Double-Helix, BSN, RN
3,377 Posts
With pediatrics, we do correction factors and carb counting. We check finger stick immediately before they eat to obtain the baseline glucose for the correction factor calculation. Then we give additional insulin based on their carb ratio. If the child is old enough to tell us what they will eat, we give the insulin right before they start eating. If they are young and don't know what they will eat, then we give them a half hour time window to eat the meal and give the insulin as soon as they are done eating.
. Then we give additional insulin based on their carb ratio. If the child is old enough to tell us what they will eat, we give the insulin right before they start eating.
Thanks Ashley...we give insulin based on a sliding scale prescribed by MDs and not by I:C ratios.
Rob72, ASN, RN
685 Posts
Sliding scales are less than useless. If you are using Regular insulin (which I assume to be the case), the 0600 FS will give you a baseline for correction at mealtime, but is meaningless w/o a meal bolus ration. Translation: 0600 FS is 209, so you have 2 units of Regular ordered. Great. That will correct the 209, but does nothing to process the food being eaten at 0800. The next FSBS (I'm assuming 1000) is a shot in the dark, as the BS is on its way up, and the Reg is running out of steam. Docs don't like getting paged for acute hypoglycemia, and hospitals don't like paying staff to monitor as closely as is required.
Hospital policy rules the day, but one of the DNEs here should be able to send you towards one of numerous articles demonstrating that improved glycemic control (non SS) decreases M&M.
"The next FSBS (I'm assuming 1000) is a shot in the dark, as the BS is on its way up, and the Reg is running out of steam. Docs don't like getting paged for acute hypoglycemia, and hospitals don't like paying staff to monitor as closely as is required."
Thank you, Rob72...this is exactly our problem and it's even worse since we are also using Novolog which is supposed to be given 15 minutes prior to meal.

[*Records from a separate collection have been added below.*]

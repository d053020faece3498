use berry_common::diagnostic::{Category, Reporter};
use berry_common::source::SourceFile;
use berry_common::ty::Ty;
use berry_parser::ast::{Def, Expr, ExprKind, Stmt};
use berry_parser::{parse_file, Module};
use berry_typeck::TypeckResult;
use insta::assert_debug_snapshot;

// ── Helpers ──────────────────────────────────────────────────────────────

struct Checked {
    module: Module,
    reporter: Reporter,
    result: TypeckResult,
}

fn check(src: &str) -> Checked {
    let mut module = Module::new("main");
    let reporter = Reporter::new();
    let file = SourceFile::new(module.next_file_id(), "test.berry", src);
    let _ = parse_file(&mut module, file, &reporter);
    let result = berry_typeck::check(&mut module, &reporter);
    Checked {
        module,
        reporter,
        result,
    }
}

impl Checked {
    fn messages(&self) -> Vec<String> {
        self.reporter
            .diagnostics()
            .into_iter()
            .map(|d| d.to_string())
            .collect()
    }

    fn bare_messages(&self) -> Vec<String> {
        self.reporter
            .diagnostics()
            .into_iter()
            .map(|d| d.message)
            .collect()
    }

    fn assert_clean(&self) {
        assert!(!self.reporter.has_errors(), "{:#?}", self.messages());
    }

    /// Type of the last symbol called `name`.
    fn ty_of(&self, name: &str) -> Option<Ty> {
        self.module
            .symbols
            .iter()
            .filter(|(_, s)| s.name == name)
            .last()
            .and_then(|(_, s)| s.ty.clone())
    }

    /// Statements of the function declared as `name`.
    fn body(&self, name: &str) -> &[Stmt] {
        let id = self.module.lookup_global(name).expect("function declared");
        self.module
            .defs
            .iter()
            .find_map(|def| match def {
                Def::Func(f) if f.symbol == id => f.body.as_ref(),
                _ => None,
            })
            .map(|b| b.stmts.as_slice())
            .expect("function with body")
    }
}

fn visit<'a>(expr: &'a Expr, out: &mut Vec<&'a Expr>) {
    out.push(expr);
    match &expr.kind {
        ExprKind::Binary { lhs, rhs, .. } => {
            visit(lhs, out);
            visit(rhs, out);
        }
        ExprKind::Unary { operand: e, .. }
        | ExprKind::AddrOf(e)
        | ExprKind::Deref(e)
        | ExprKind::Cast { expr: e, .. } => visit(e, out),
        ExprKind::Call { callee, args } => {
            visit(callee, out);
            for arg in args {
                visit(arg, out);
            }
        }
        _ => {}
    }
}

fn stmt_exprs(stmts: &[Stmt]) -> Vec<&Expr> {
    let mut out = Vec::new();
    for stmt in stmts {
        match stmt {
            Stmt::Expr(e) => visit(e, &mut out),
            Stmt::Let(var) => {
                if let Some(init) = &var.init {
                    visit(init, &mut out);
                }
            }
        }
    }
    out
}

// ── Literal inference ────────────────────────────────────────────────────

#[test]
fn unannotated_integer_defaults_to_i64() {
    let c = check("func main() { let x = 5; }");
    c.assert_clean();
    assert_eq!(c.ty_of("x"), Some(Ty::i64()));
}

#[test]
fn annotation_commits_the_literal() {
    let c = check("func main() { let y: i32 = 5; }");
    c.assert_clean();
    assert_eq!(c.ty_of("y"), Some(Ty::i32()));
    let Stmt::Let(var) = &c.body("main")[0] else {
        panic!("expected a let");
    };
    assert_eq!(var.init.as_ref().and_then(|e| e.ty.clone()), Some(Ty::i32()));
}

#[test]
fn number_and_float_literals_merge_to_float() {
    let c = check("func main() { let z = 5 + 2.0; }");
    c.assert_clean();
    assert_eq!(c.ty_of("z"), Some(Ty::f32()));
}

#[test]
fn negated_float_and_bitwise_ints() {
    let c = check("func main() { let x = -1.5; let y = 1 & 2; let z: u8 = 3 | 4; }");
    c.assert_clean();
    assert_eq!(c.ty_of("x"), Some(Ty::f32()));
    assert_eq!(c.ty_of("y"), Some(Ty::i64()));
    assert_eq!(c.ty_of("z"), Some(Ty::u8()));
}

#[test]
fn each_statement_settles_its_literals() {
    // `n` is fixed to i64 at its own statement, so it no longer fits a u8.
    let c = check("func take(a: u8);\nfunc main() { take(200); let n = 3; take(n); }");
    assert_debug_snapshot!(c.messages(), @r###"
    [
        "[main] test.berry:2:42: i64 cannot be implicitly converted to u8",
    ]
    "###);
    assert_eq!(c.reporter.diagnostics()[0].category, Category::TypeMismatch);
}

#[test]
fn checked_expressions_are_concrete() {
    let c = check(
        "func f(p: *i64) i64;\nfunc main() { let x = *(&5 as *i64) + 1; let y = &x; f(y); let n: *u8 = null; }",
    );
    c.assert_clean();
    assert_eq!(c.ty_of("y"), Some(Ty::pointer(Ty::i64(), false)));
    for expr in stmt_exprs(c.body("main")) {
        let ty = expr.ty.as_ref().expect("every expression is typed");
        assert!(ty.is_concrete(), "{:?} left as {ty}", expr.kind);
    }
}

#[test]
fn unresolved_null_cannot_be_inferred() {
    let c = check("func f() { null; }\nfunc g() { let p = null; }\nfunc h(q: *u8) { let r: *u8 = null; }");
    assert_debug_snapshot!(c.messages(), @r###"
    [
        "[main] test.berry:1:12: unable to infer type of 'untyped null'",
        "[main] test.berry:2:20: unable to infer type of 'untyped null'",
    ]
    "###);
    assert_eq!(c.result.aborted.len(), 2);
}

// ── Names and scopes ─────────────────────────────────────────────────────

#[test]
fn undefined_symbol_aborts_before_pointer_check() {
    let c = check("func g() i32 { *p; }");
    assert_debug_snapshot!(c.messages(), @r###"
    [
        "[main] test.berry:1:17: undefined symbol: 'p'",
    ]
    "###);
    assert_eq!(c.result.aborted, vec![c.module.lookup_global("g").unwrap()]);
}

#[test]
fn columns_count_characters_not_bytes() {
    let c = check("func f() { /* \u{00E9} */ x; }");
    assert_eq!(
        c.messages(),
        vec!["[main] test.berry:1:20: undefined symbol: 'x'"]
    );
}

#[test]
fn initializer_cannot_see_its_own_binding() {
    let c = check("func f() { let x = x; }");
    assert_eq!(
        c.messages(),
        vec!["[main] test.berry:1:20: undefined symbol: 'x'"]
    );

    // With a global of the same name, the initializer reads the global.
    let c = check("let x: u16 = 1;\nfunc f() { let x = x; }");
    c.assert_clean();
    assert_eq!(c.ty_of("x"), Some(Ty::u16()));
}

#[test]
fn duplicate_locals_and_params() {
    let c = check("func f(a: i32) { let a = 1; let b = 2; let b = 3; }\nfunc g(c, c: i32) {}");
    assert_debug_snapshot!(c.bare_messages(), @r###"
    [
        "multiple symbols with name 'b' defined in same scope",
        "multiple symbols with name 'c' defined in same scope",
    ]
    "###);
}

#[test]
fn duplicate_global_is_caught_while_parsing() {
    let c = check("func f() {}\nfunc f() { x; }");
    assert_eq!(
        c.messages(),
        vec!["[main] test.berry:2:6: multiple symbols with name 'f' defined in same scope"]
    );
    assert!(c.result.is_ok());
}

#[test]
fn every_definition_is_attempted() {
    let c = check("func a() { q; }\nfunc b() { r; }\nfunc c() { let s = 1; }");
    assert_eq!(
        c.bare_messages(),
        vec!["undefined symbol: 'q'", "undefined symbol: 'r'"]
    );
    assert_eq!(c.result.aborted.len(), 2);
    assert_eq!(c.ty_of("s"), Some(Ty::i64()));
}

// ── Operators ────────────────────────────────────────────────────────────

#[test]
fn operator_errors_do_not_abort() {
    let c = check("func f(a: i32, b: bool) { a + b; -b; true + true; let c: i32 = a; c & 1.5; }");
    assert_debug_snapshot!(c.messages(), @r###"
    [
        "[main] test.berry:1:27: type mismatch: i32 v. bool",
        "[main] test.berry:1:35: cannot apply '-' to type bool",
        "[main] test.berry:1:38: cannot apply '+' to bool and bool",
        "[main] test.berry:1:67: type mismatch: i32 v. untyped float",
    ]
    "###);
    assert!(c.result.aborted.is_empty());
    assert_eq!(c.ty_of("c"), Some(Ty::i32()));
    assert_eq!(
        c.reporter.diagnostics()[1].category,
        Category::UnsupportedOperation
    );
}

#[test]
fn float_literal_is_not_an_integer() {
    let c = check("func f() { 1.5 & 2; }");
    assert_eq!(
        c.bare_messages(),
        vec!["cannot apply '&' to untyped float and untyped float"]
    );
}

// ── Pointers ─────────────────────────────────────────────────────────────

#[test]
fn deref_mutability_follows_constness() {
    let c = check("func f(p: *const i32, q: *i32) { *p; *q; }");
    c.assert_clean();
    let stmts = c.body("f");
    let mutability: Vec<bool> = stmts
        .iter()
        .map(|s| match s {
            Stmt::Expr(e) => e.is_mutable(&c.module.symbols),
            Stmt::Let(_) => unreachable!(),
        })
        .collect();
    assert_eq!(mutability, vec![false, true]);
}

#[test]
fn deref_requires_a_pointer() {
    let c = check("func f(a: i32) { *a; }");
    assert_eq!(c.bare_messages(), vec!["expected a pointer"]);
    assert_eq!(
        c.reporter.diagnostics()[0].category,
        Category::UnsupportedOperation
    );
}

// ── Calls ────────────────────────────────────────────────────────────────

#[test]
fn arity_mismatch() {
    let c = check("func add(a, b: i32) i32;\nfunc main() { add(1); }");
    assert_debug_snapshot!(c.messages(), @r###"
    [
        "[main] test.berry:2:15: expected 2 parameters, received 1",
    ]
    "###);
    assert_eq!(c.reporter.diagnostics()[0].category, Category::Arity);
}

#[test]
fn call_result_takes_return_type() {
    let c = check("func add(a, b: i32) i32;\nfunc main() { let r = add(1, 2) * 3; }");
    c.assert_clean();
    assert_eq!(c.ty_of("r"), Some(Ty::i32()));
}

#[test]
fn calling_a_non_function_yields_no_type() {
    let c = check("let g: i32 = 1;\nfunc f() { let x: i32 = g(); }");
    c.assert_clean();

    let c = check("let g: i32 = 1;\nfunc f() { let x = g(); }");
    assert_eq!(c.bare_messages(), vec!["unable to infer type of 'x'"]);
}

// ── Casts ────────────────────────────────────────────────────────────────

#[test]
fn casts() {
    let c = check(concat!(
        "func a(p: *i32) { p as *const i32; 0 as *u8; null as *u8; 2.5 as i32; true as u8; 7 as bool; }\n",
        "func b(c: *const i32) { c as *i32; }\n",
        "func c() { 1.5 as bool; }\n",
        "func d(x: f64) { x as bool; }\n",
        "func e(p: *i32) { p as *u8; }\n",
    ));
    assert_debug_snapshot!(c.bare_messages(), @r###"
    [
        "cannot cast '*const i32' to '*i32'",
        "cannot cast 'untyped float' to 'bool'",
        "cannot cast 'f64' to 'bool'",
        "cannot cast '*i32' to '*u8'",
    ]
    "###);
    assert!(c
        .reporter
        .diagnostics()
        .iter()
        .all(|d| d.category == Category::Cast));
}

#[test]
fn cast_type_is_the_destination() {
    let c = check("func f() { let x = 3 as u8; let y = 2.5 as f64; }");
    c.assert_clean();
    assert_eq!(c.ty_of("x"), Some(Ty::u8()));
    assert_eq!(c.ty_of("y"), Some(Ty::f64()));
}

// ── Globals and metadata ─────────────────────────────────────────────────

#[test]
fn globals() {
    let c = check("let a: u32 = 7;\nlet b = 5;\nlet c: bool = 1;");
    assert_debug_snapshot!(c.messages(), @r###"
    [
        "[main] test.berry:2:5: global variable missing type label",
        "[main] test.berry:3:15: untyped number cannot be implicitly converted to bool",
    ]
    "###);
}

#[test]
fn metadata_validation() {
    let c = check(concat!(
        "@extern func puts(s: *const u8) i32;\n",
        "@[extern, callconv(\"win64\")] func a();\n",
        "@abientry func main() {}\n",
        "@callconv(\"fastcall\") func b();\n",
        "@inline(\"yes\") func c() {}\n",
        "@packed func d() {}\n",
        "@extern func e() {}\n",
        "@callconv(\"c\") func g() {}\n",
        "@callconv func h();\n",
        "@[extern, abientry] func i();\n",
        "@[extern, inline] func j();\n",
        "@extern let k: i32 = 1;\n",
        "@inline let l: i32;\n",
        "@callconv(\"c\") let m: i32;\n",
        "@[extern, abientry] let n: i32;\n",
        "@extern let o: *u8;\n",
    ));
    assert_debug_snapshot!(c.bare_messages(), @r###"
    [
        "'fastcall' is not a valid value for metadata tag 'callconv'",
        "metadata tag 'inline' does not take a value",
        "unsupported metadata tag: 'packed'",
        "@extern function cannot have a body",
        "@callconv can only be applied to external functions",
        "@callconv requires an argument",
        "@abientry function cannot be marked @extern",
        "@inline function cannot be marked @extern",
        "@extern global variable cannot have an initializer",
        "global variable cannot be marked @inline",
        "global variable cannot be marked @callconv",
        "global variable cannot be marked both @extern and @abientry",
    ]
    "###);
    assert!(c
        .reporter
        .diagnostics()
        .iter()
        .all(|d| d.category == Category::Metadata));
}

What astounds me is the screaming impetus for treating the "diabetic epidemic", but an utter lack of use, and training on, the insulin pump.
There is no reason that an inpatient could not have the sub-q cath placed, and use a simple (theft)alarm-equipped pump. Equally, as the sub-q glucose sensors evolve, there is also no valid reason not to have them wi-fi-ed to a central monitor, as we do in cardio, for real-time monitoring.
Also, while it might be "hard-core", the DON should be challenging the use of SS and BID FS orders and the use of Novolog/Humalog in relation to standards of care.